## What you need to do
Please report how many lines of the following entries hold the word "PartialEq", giving the number alone.

Dataset excerpts:
--

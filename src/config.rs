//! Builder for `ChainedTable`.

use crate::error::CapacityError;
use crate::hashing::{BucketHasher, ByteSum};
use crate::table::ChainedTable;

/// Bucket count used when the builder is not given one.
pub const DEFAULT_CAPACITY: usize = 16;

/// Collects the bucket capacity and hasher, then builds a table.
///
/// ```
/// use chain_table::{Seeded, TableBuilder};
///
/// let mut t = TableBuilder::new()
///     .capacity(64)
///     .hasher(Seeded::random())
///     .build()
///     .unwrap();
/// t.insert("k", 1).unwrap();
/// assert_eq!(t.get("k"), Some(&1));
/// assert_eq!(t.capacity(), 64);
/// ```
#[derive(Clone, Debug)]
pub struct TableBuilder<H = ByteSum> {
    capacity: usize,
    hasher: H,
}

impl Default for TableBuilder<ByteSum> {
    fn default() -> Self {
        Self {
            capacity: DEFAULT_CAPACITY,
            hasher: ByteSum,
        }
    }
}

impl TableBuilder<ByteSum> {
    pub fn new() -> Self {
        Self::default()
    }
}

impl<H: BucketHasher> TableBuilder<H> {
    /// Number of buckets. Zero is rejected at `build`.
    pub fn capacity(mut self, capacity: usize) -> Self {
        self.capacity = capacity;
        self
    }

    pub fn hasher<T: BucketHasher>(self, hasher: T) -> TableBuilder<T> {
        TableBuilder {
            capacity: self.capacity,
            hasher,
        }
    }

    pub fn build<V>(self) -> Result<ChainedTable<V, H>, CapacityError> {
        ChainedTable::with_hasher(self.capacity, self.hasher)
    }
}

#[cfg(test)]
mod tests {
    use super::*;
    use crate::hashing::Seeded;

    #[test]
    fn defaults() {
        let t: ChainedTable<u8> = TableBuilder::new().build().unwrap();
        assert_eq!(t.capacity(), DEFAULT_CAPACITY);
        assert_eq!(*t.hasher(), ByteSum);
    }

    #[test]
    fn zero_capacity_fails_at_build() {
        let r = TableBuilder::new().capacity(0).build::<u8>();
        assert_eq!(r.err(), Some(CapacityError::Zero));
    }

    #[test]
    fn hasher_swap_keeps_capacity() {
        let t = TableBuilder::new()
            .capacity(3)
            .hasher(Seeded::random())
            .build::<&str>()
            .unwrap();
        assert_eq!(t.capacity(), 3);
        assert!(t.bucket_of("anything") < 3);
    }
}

--

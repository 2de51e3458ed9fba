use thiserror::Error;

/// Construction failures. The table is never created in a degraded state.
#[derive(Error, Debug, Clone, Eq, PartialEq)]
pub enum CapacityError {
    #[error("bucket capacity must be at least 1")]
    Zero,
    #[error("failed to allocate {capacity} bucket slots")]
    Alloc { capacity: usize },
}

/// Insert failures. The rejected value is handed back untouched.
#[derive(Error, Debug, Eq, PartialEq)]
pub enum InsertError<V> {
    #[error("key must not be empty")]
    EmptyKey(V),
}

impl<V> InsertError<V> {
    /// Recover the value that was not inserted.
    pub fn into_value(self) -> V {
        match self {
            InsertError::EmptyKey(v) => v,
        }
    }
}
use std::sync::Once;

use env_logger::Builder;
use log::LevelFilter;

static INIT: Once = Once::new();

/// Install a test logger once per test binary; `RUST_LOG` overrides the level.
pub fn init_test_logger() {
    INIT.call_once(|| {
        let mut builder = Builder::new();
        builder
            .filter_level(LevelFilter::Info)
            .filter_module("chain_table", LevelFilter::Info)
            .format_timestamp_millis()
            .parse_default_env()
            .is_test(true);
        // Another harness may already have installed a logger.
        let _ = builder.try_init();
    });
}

--

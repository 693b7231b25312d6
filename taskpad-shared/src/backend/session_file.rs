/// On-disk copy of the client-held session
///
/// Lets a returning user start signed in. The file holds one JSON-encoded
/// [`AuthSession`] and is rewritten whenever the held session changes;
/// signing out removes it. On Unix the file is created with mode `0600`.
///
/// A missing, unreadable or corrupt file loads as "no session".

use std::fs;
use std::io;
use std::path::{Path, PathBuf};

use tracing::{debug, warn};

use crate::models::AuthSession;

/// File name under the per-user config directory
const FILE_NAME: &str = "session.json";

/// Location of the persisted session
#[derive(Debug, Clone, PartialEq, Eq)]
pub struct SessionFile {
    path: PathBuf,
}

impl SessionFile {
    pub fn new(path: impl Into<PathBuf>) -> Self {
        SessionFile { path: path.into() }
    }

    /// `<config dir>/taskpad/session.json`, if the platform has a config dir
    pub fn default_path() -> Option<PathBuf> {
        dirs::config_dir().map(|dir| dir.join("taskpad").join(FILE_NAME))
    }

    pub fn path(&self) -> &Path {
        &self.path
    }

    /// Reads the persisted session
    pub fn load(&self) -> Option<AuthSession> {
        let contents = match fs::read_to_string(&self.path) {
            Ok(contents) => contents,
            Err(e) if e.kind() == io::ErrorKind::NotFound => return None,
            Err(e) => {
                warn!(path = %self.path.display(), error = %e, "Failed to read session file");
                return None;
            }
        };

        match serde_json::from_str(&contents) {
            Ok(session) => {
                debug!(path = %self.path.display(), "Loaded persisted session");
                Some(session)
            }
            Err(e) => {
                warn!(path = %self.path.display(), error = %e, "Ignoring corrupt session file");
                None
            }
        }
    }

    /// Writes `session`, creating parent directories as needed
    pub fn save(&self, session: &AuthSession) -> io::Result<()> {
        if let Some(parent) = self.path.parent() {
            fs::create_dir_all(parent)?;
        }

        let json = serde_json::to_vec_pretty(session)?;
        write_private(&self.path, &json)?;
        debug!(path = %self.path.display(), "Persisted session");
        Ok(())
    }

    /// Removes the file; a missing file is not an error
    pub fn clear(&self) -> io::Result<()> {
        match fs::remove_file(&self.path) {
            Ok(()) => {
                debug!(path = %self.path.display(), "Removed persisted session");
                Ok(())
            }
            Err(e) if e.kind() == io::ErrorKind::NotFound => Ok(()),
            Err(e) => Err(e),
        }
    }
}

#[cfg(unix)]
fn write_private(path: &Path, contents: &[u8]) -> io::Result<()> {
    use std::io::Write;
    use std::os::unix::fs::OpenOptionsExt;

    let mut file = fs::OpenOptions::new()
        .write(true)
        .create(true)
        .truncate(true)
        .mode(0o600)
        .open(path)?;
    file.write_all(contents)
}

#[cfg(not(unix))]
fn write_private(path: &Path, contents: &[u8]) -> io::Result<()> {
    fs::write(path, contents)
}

--

## Task solution
3